Breaking the Banana: Managing hyper reactivity

By: Emma Shandy Anway, MS LFMFT

I am currently in the season of parenting that I refer to as “don’t break the banana”!

My two year old loves bananas, and if by some twist of fate it breaks in half while he is eating it, the world will end.

Tears, screaming, and raging ensue until he finds himself back in a state of calm. 

While this is certainly a stressful experience, it is entirely developmentally appropriate, with the expectation that with time and guidance he will eventually get to a place where the broken banana is okay, and his feelings manageable. 

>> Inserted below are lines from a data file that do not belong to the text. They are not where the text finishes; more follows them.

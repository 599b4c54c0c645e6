use super::RasterGrid;
use crate::error::{HeightError, Result};

#[cfg(test)]
mod tests {
    use rstest::rstest;

    use crate::error::HeightError;
    use crate::raster::{difference, GeoTransform, RasterGrid, DEFAULT_HEIGHT_CEILING};

    fn grid(rows: Vec<Vec<f64>>) -> RasterGrid {
        let rows = rows.into_iter().map(|r| r.into_iter().map(Some).collect()).collect();
        RasterGrid::from_rows(rows, GeoTransform::north_up(0.0, 0.0, 0.5), 28992)
    }

    #[test]
    fn subtracts_terrain_from_surface() {
        let top = grid(vec![vec![15.0, 12.0], vec![10.0, 8.0]]);
        let bottom = grid(vec![vec![5.0, 5.0], vec![5.0, 5.0]]);

        let height = difference(&top, &bottom, DEFAULT_HEIGHT_CEILING).unwrap();

        assert_eq!(height, grid(vec![vec![10.0, 7.0], vec![5.0, 3.0]]));
    }

    #[rstest]
    #[case::negative_is_clamped(3.0, 5.0, 0.0)]
    #[case::outlier_is_rejected_not_capped(2000.0, 0.0, 0.0)]
    #[case::ceiling_itself_is_kept(1005.0, 5.0, 1000.0)]
    #[case::zero_stays_zero(5.0, 5.0, 0.0)]
    fn clamps_single_cells(#[case] top: f64, #[case] bottom: f64, #[case] expected: f64) {
        let height = difference(&grid(vec![vec![top]]), &grid(vec![vec![bottom]]), 1000.0).unwrap();

        assert_eq!(height.cells(), &[Some(expected)]);
    }

    #[test]
    fn every_output_cell_is_zero_or_within_the_ceiling() {
        let top = grid(vec![vec![-20.0, 0.0, 4.0, 60.0, 5000.0, 49.0]]);
        let bottom = grid(vec![vec![0.0, 10.0, 1.0, 1.0, 1.0, -1.0]]);

        let height = difference(&top, &bottom, 50.0).unwrap();

        assert_eq!(height.dimensions(), top.dimensions());
        assert!(height
            .cells()
            .iter()
            .all(|c| matches!(c, Some(v) if *v == 0.0 || (*v > 0.0 && *v <= 50.0))));
    }

    #[test]
    fn unequal_shapes_fail() {
        let top = grid(vec![vec![1.0, 2.0]]);
        let bottom = grid(vec![vec![1.0], vec![2.0]]);

        let err = difference(&top, &bottom, 1000.0).unwrap_err();

        assert!(matches!(
            err,
            HeightError::DimensionMismatch { top: (1, 2), bottom: (2, 1) }
        ));
    }

    #[test]
    fn misaligned_grids_fail() {
        let top = grid(vec![vec![1.0]]);
        let mut bottom = grid(vec![vec![1.0]]);
        bottom.transform.origin_x = 0.5;

        assert!(matches!(
            difference(&top, &bottom, 1000.0),
            Err(HeightError::GeoreferenceMismatch(_))
        ));
    }

    #[test]
    fn unfilled_inputs_fail() {
        let top = grid(vec![vec![1.0, 2.0]]);
        let bottom = top.with_cells(vec![Some(1.0), None]);

        assert!(matches!(
            difference(&top, &bottom, 1000.0),
            Err(HeightError::UnfilledInput("bottom", 1))
        ));
    }
}

pub const DEFAULT_HEIGHT_CEILING: f64 = 1000.0;

/// `top - bottom`, cell by cell. Negative heights become 0 and so do heights
/// above `ceiling`: an outlier is rejected, it is not capped at the ceiling.
///
/// Both grids must be gap-filled and share shape, EPSG code and geotransform.
pub fn difference(top: &RasterGrid, bottom: &RasterGrid, ceiling: f64) -> Result<RasterGrid> {
    if top.dimensions() != bottom.dimensions() {
        return Err(HeightError::DimensionMismatch {
            top: top.dimensions(),
            bottom: bottom.dimensions(),
        });
    }

    top.check_same_georeference(bottom)
        .map_err(HeightError::GeoreferenceMismatch)?;

    for (name, grid) in [("top", top), ("bottom", bottom)] {
        let missing = grid.missing_count();
        if missing > 0 {
            return Err(HeightError::UnfilledInput(name, missing));
        }
    }

    let cells = top
        .cells()
        .iter()
        .zip(bottom.cells())
        .map(|(t, b)| match (t, b) {
            (Some(t), Some(b)) => Some(clamp_height(t - b, ceiling)),
            _ => None,
        })
        .collect();

    Ok(top.with_cells(cells))
}

fn clamp_height(height: f64, ceiling: f64) -> f64 {
    let height = if height < 0.0 { 0.0 } else { height };
    if height > ceiling {
        0.0
    } else {
        height
    }
}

Reactivity is a normal human experience, regardless of age. And like most physiological responses, in the right doses it helps keep us safe and healthy. 

The issue with reactivity arises when it turns into a chronic, seemingly uncontrollable experience, coupled with intense actions, what is known as hyper reactivity. 

The precise definition of emotional reactivity is the tendency to experience intense and frequent emotional arousal. Physiologically, the body is experiencing higher levels of adrenaline and cortisol, and these stress hormones deplete your energy at a much faster rate than when you are in a state of calm.

As an adult, you may not have heightened reactivity to your banana breaking in half, but what happens if someone cuts you off on the way to work, or you get stuck in traffic? What happens when your kid refuses to put his shoes on in the morning, or your teenager talks back to you?

If the response is an instantaneous shift into feeling explosive, yelling, or taking what has happened personally, you may be stuck in a pattern of hyper reactivity. 

There are three main reasons you may be experiencing higher levels of reactivity. Nature, nurture, and current environmental stressors. 

A study published in the National Library of Medicine found there is a genetic predisposition for high stress reactivity, which in turn amplifies effects of early-life adversity. 

Additionally, if you grew up amongst adults with high stress reactivity, experiencing a norm of shouting, unchecked anger, and harsh punishments, then your nervous system eventually adjusts to operating at this level of stress.

The third main factor is the experience of constant environmental stress. Regardless of age, if you are chronically overworked, lacking in time for yourself, or struggling financially, your sympathetic nervous system (also known as fight flight or freeze) may be chronically triggered. 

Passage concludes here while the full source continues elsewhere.